* _REQUIRED ACTION_:
All lines of the material that contain "TokenState" must be copied out.
.....
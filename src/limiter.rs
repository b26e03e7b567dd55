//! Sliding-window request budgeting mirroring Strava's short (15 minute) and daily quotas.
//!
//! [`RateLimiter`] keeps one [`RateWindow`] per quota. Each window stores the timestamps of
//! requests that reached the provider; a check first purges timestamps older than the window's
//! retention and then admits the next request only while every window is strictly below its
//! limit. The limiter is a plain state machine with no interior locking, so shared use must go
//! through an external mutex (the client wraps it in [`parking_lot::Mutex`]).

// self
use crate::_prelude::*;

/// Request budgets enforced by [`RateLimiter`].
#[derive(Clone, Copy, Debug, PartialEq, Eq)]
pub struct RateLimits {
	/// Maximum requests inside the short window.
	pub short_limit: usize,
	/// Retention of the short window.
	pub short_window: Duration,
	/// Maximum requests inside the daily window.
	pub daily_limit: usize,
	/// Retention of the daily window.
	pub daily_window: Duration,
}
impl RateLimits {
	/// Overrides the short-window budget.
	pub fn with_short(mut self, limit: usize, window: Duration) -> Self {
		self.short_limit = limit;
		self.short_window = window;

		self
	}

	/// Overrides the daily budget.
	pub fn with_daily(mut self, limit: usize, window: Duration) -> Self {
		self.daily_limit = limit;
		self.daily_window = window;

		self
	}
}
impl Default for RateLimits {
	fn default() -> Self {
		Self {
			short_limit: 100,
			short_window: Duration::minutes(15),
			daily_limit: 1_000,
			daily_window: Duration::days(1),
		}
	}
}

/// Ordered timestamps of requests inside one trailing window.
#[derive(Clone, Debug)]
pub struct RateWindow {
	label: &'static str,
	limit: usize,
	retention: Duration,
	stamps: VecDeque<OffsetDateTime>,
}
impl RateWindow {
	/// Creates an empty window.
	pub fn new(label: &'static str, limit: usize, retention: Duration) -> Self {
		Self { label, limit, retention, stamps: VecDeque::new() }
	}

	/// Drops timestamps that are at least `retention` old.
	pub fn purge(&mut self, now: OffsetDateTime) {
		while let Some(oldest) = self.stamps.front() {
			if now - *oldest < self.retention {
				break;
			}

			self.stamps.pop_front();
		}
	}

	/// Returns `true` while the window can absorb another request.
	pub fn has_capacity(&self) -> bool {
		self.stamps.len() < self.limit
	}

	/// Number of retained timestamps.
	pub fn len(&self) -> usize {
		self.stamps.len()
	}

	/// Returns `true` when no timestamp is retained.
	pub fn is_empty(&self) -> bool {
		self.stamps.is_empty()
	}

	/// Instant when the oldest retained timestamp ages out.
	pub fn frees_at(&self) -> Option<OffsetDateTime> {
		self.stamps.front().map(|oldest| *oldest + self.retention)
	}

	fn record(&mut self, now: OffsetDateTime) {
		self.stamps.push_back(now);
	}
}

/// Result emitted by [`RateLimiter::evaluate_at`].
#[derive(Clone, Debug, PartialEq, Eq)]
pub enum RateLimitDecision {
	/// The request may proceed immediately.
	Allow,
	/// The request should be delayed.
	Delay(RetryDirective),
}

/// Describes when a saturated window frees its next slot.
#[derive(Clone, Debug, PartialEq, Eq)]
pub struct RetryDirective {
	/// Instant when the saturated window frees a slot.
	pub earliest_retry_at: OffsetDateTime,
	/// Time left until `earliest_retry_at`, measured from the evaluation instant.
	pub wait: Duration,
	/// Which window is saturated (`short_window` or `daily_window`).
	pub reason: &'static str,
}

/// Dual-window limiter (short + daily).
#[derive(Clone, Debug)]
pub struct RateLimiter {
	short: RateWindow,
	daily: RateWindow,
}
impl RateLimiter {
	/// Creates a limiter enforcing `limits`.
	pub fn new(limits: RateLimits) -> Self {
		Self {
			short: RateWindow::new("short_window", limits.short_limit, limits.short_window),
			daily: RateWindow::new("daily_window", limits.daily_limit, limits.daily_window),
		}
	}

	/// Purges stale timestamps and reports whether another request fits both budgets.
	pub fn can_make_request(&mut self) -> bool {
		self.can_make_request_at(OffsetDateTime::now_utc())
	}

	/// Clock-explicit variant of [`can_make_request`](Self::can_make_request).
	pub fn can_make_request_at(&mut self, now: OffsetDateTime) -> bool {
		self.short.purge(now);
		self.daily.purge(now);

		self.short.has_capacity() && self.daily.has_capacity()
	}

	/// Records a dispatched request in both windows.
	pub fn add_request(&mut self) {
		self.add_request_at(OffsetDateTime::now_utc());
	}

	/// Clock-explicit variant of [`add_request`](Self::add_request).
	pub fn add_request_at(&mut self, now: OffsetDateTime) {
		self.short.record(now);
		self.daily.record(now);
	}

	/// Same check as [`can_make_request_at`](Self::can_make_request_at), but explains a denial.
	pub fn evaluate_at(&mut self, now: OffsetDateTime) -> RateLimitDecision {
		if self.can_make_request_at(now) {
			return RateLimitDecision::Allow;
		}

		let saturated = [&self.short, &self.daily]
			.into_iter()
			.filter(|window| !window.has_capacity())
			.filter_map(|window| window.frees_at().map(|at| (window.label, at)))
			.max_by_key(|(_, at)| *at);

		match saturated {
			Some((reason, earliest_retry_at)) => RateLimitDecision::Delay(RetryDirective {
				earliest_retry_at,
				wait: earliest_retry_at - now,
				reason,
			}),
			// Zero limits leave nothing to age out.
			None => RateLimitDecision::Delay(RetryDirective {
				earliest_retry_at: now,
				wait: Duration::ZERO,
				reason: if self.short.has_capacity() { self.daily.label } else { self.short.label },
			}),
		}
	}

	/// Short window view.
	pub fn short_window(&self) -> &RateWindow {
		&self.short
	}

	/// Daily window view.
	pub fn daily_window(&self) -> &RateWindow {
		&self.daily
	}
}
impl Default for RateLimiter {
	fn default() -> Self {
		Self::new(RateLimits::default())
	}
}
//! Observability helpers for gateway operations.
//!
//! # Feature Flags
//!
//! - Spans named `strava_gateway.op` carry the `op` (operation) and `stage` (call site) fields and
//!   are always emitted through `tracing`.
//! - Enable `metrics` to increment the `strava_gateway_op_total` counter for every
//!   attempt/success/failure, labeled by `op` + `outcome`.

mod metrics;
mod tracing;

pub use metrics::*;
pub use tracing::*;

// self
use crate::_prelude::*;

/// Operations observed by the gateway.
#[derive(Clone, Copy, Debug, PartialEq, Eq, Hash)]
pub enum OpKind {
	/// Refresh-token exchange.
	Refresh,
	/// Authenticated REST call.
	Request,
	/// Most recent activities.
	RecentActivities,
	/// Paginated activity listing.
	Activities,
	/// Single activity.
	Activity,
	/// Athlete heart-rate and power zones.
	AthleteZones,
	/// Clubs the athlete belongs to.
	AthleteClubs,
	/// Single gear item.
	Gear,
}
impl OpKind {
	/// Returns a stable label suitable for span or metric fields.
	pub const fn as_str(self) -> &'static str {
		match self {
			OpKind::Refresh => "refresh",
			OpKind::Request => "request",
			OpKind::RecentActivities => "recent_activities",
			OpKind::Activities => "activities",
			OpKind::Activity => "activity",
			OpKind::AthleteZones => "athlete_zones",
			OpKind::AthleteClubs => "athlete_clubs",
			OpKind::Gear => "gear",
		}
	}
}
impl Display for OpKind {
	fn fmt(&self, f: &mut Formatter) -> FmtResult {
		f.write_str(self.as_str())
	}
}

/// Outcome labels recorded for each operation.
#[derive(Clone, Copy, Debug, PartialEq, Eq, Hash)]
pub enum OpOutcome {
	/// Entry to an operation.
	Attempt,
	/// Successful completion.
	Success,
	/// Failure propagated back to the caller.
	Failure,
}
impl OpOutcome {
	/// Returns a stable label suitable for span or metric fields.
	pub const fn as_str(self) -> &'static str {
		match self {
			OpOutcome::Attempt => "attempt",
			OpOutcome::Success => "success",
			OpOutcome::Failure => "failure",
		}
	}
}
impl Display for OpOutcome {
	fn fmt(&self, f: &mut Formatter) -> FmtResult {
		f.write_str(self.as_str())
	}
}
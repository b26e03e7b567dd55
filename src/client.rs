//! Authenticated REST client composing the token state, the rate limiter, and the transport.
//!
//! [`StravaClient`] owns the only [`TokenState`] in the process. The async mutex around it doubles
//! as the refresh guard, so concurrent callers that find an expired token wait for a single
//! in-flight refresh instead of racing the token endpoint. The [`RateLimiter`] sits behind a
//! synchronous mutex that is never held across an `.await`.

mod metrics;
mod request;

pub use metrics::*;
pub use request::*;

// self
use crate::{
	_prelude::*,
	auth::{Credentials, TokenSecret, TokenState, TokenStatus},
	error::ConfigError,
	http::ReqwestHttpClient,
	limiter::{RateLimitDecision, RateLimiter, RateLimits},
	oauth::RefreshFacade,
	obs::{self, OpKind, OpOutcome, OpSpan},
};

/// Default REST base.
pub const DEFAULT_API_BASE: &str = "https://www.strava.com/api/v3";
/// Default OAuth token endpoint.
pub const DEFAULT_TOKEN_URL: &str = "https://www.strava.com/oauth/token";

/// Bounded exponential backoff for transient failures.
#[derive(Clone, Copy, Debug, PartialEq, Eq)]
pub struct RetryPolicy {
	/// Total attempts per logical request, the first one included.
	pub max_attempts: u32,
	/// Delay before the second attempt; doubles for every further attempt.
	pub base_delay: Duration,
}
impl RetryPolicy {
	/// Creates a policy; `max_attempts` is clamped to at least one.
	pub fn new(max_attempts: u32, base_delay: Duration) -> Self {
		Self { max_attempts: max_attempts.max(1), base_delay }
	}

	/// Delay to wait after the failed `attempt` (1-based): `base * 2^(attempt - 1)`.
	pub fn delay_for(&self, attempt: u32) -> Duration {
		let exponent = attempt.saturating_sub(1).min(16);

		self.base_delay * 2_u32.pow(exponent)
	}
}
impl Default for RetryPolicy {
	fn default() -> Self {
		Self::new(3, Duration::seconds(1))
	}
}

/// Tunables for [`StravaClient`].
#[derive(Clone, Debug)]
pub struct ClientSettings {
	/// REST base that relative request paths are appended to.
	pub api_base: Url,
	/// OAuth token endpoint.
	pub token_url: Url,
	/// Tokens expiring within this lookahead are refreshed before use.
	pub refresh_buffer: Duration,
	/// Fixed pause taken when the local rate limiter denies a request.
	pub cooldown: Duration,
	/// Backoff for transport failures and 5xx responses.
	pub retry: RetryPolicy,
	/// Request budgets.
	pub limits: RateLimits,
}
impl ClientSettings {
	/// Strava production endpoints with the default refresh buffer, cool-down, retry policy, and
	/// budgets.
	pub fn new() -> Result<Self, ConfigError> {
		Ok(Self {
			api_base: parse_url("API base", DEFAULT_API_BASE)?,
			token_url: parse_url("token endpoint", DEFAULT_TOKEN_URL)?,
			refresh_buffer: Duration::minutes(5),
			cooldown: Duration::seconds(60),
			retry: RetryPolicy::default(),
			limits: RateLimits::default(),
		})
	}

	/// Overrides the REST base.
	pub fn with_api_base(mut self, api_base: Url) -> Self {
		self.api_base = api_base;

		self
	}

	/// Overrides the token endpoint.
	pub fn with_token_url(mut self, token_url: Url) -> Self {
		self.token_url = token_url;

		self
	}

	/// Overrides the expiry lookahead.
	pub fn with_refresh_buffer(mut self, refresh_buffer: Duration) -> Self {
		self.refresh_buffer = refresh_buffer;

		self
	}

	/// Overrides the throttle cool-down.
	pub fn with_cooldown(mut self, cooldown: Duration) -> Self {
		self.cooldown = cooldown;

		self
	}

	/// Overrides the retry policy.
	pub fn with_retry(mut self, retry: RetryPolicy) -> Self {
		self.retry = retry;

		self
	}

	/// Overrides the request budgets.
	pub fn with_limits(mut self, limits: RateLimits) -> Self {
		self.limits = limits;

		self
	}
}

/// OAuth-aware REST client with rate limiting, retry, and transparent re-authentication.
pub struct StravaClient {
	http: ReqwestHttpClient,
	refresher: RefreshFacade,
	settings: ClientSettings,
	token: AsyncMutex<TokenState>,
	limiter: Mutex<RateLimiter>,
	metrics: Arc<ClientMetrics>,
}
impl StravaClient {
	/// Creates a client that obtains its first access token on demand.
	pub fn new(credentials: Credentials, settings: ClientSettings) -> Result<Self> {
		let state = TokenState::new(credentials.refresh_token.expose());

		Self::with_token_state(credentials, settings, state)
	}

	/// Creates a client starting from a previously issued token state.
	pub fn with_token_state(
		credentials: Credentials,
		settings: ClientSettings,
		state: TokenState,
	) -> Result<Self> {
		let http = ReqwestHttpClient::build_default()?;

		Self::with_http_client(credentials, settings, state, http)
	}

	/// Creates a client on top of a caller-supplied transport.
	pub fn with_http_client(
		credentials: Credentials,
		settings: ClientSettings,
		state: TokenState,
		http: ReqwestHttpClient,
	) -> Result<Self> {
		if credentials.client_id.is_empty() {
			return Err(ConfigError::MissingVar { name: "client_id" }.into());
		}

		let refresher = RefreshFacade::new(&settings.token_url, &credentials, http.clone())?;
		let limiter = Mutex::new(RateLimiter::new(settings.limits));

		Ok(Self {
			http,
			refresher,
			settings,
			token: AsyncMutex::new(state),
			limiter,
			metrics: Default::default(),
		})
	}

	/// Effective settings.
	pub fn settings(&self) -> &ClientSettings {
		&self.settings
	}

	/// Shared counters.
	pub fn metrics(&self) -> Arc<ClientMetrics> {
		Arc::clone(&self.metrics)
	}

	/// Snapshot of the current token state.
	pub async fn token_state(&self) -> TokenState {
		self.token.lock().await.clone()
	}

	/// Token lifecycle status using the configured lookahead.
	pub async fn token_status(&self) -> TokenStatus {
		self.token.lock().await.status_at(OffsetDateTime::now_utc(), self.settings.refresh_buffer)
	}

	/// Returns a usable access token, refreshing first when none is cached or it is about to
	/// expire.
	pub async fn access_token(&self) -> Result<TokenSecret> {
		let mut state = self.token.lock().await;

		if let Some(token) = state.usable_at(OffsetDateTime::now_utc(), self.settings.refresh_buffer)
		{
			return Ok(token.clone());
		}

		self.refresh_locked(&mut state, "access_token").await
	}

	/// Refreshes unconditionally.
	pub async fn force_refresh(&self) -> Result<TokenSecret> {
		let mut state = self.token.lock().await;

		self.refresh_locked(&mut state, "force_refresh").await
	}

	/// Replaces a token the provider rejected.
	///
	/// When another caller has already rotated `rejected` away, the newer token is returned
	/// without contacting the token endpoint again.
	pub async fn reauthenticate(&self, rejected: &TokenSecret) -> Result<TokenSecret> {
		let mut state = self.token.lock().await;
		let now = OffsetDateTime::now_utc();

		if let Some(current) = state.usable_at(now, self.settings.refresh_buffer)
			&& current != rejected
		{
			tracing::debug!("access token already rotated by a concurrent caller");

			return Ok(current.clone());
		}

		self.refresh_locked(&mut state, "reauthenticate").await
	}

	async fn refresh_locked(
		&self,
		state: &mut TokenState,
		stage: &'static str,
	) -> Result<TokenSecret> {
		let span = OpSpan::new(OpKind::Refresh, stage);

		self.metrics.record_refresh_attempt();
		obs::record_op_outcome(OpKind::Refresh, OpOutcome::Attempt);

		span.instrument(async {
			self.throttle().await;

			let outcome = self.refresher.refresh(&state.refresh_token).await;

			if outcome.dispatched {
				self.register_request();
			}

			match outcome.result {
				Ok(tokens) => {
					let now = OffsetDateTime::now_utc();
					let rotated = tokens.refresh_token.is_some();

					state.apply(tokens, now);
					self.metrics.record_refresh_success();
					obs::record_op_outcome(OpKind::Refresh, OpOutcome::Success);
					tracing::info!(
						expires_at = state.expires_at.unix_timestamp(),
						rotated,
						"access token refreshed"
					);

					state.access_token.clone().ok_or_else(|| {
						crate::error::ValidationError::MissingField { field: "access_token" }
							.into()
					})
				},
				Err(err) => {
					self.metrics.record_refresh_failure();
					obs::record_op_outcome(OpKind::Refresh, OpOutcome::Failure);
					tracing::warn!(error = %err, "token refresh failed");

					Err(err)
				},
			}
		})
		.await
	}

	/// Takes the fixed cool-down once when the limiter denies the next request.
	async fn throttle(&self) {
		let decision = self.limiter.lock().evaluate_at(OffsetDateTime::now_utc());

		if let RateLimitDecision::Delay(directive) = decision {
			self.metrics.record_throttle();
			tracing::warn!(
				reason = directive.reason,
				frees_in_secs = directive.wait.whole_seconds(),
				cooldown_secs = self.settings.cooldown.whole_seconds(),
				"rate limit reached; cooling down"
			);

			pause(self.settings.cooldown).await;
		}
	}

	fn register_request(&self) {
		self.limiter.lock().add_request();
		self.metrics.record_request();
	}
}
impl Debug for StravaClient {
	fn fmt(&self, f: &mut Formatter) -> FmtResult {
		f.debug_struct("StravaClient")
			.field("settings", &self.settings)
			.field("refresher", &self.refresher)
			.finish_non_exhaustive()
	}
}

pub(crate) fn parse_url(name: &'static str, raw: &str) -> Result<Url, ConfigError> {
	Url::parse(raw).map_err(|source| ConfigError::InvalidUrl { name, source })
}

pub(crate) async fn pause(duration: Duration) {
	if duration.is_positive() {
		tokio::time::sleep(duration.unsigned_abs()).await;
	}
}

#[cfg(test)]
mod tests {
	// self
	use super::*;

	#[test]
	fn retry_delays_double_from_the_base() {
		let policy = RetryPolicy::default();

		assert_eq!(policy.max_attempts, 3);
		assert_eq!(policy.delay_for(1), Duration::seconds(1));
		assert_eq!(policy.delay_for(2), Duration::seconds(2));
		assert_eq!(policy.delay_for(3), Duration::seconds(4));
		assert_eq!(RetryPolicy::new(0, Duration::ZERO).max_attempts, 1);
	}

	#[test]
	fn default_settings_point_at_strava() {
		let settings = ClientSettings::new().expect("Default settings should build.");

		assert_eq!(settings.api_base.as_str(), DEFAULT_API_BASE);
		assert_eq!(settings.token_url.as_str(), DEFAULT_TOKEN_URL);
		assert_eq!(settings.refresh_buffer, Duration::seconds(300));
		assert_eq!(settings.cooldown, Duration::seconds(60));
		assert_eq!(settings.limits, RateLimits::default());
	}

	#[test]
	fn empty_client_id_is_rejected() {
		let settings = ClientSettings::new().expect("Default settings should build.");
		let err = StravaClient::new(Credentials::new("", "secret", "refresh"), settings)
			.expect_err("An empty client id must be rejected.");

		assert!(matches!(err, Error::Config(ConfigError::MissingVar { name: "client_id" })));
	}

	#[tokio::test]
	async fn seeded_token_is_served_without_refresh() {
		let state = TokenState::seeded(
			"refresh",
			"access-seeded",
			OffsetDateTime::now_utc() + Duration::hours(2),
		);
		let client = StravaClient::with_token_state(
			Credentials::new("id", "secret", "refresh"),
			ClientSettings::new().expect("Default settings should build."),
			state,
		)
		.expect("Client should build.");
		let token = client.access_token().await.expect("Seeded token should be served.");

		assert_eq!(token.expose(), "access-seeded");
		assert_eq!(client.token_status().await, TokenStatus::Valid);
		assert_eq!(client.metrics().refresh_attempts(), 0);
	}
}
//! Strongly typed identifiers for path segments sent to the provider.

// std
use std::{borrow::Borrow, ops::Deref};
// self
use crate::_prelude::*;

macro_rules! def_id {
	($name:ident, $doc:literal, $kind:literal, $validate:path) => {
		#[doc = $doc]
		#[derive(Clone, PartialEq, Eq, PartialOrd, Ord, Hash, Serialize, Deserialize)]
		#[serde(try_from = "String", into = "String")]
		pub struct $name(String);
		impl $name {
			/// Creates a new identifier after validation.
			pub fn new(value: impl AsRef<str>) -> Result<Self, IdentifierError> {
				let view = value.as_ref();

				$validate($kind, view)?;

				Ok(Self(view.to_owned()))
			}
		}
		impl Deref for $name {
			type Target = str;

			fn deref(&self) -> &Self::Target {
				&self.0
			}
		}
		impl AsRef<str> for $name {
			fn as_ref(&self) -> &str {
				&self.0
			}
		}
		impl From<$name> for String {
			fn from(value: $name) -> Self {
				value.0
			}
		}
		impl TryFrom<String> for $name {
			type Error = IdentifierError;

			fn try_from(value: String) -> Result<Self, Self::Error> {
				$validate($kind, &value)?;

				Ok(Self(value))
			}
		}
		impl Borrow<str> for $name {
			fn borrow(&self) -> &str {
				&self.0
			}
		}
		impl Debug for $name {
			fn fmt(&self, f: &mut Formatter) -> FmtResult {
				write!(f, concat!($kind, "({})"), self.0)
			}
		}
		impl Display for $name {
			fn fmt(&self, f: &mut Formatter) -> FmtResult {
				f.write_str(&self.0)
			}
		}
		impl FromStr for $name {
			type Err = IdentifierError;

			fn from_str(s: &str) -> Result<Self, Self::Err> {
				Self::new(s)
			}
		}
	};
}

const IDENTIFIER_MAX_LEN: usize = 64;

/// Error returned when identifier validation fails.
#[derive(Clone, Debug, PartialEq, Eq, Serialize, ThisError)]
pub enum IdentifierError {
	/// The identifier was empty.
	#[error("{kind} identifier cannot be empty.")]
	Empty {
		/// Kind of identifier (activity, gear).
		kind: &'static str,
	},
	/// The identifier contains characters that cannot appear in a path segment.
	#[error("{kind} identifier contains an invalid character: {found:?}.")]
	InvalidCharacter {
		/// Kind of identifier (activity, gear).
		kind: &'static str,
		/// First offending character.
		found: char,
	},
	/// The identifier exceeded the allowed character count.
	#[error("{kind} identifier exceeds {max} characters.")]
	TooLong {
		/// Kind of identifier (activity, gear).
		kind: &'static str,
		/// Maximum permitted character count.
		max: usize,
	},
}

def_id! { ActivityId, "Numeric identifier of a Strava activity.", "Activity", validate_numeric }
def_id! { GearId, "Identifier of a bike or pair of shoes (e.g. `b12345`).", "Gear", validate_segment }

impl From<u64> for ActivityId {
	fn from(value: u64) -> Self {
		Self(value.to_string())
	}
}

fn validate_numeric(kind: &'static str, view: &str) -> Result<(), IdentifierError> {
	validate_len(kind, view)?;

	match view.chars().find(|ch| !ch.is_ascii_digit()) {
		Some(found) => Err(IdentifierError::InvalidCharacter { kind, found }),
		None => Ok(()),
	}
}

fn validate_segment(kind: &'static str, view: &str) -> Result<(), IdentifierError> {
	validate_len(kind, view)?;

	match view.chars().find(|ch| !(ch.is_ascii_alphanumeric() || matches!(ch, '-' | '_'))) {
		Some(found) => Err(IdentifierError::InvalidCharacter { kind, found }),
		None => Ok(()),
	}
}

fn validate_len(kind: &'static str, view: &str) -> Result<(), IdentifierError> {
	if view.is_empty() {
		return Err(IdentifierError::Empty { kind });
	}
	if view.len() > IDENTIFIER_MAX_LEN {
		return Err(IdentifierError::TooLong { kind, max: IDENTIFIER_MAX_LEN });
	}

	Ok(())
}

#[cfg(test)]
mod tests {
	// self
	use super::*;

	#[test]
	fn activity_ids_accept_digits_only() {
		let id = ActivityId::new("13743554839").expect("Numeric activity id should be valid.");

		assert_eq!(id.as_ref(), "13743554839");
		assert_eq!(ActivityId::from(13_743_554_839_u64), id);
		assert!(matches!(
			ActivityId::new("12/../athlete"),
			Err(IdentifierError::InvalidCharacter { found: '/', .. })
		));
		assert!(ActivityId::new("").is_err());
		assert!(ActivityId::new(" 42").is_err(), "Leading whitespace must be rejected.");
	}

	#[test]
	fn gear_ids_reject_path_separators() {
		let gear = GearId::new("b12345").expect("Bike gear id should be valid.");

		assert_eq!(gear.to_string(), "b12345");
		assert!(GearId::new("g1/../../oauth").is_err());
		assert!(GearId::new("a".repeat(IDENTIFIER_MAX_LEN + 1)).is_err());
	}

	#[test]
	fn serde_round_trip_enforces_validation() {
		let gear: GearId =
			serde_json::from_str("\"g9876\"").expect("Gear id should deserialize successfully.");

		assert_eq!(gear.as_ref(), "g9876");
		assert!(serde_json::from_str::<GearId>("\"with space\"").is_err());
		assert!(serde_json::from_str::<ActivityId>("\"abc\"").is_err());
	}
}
.....
* _RESULT BELOW_:
//! [`StravaClient`] owns the only [`TokenState`] in the process. The async mutex around it doubles
	auth::{Credentials, TokenSecret, TokenState, TokenStatus},
	token: AsyncMutex<TokenState>,
		let state = TokenState::new(credentials.refresh_token.expose());
		state: TokenState,
		state: TokenState,
	pub async fn token_state(&self) -> TokenState {
		state: &mut TokenState,
		let state = TokenState::seeded(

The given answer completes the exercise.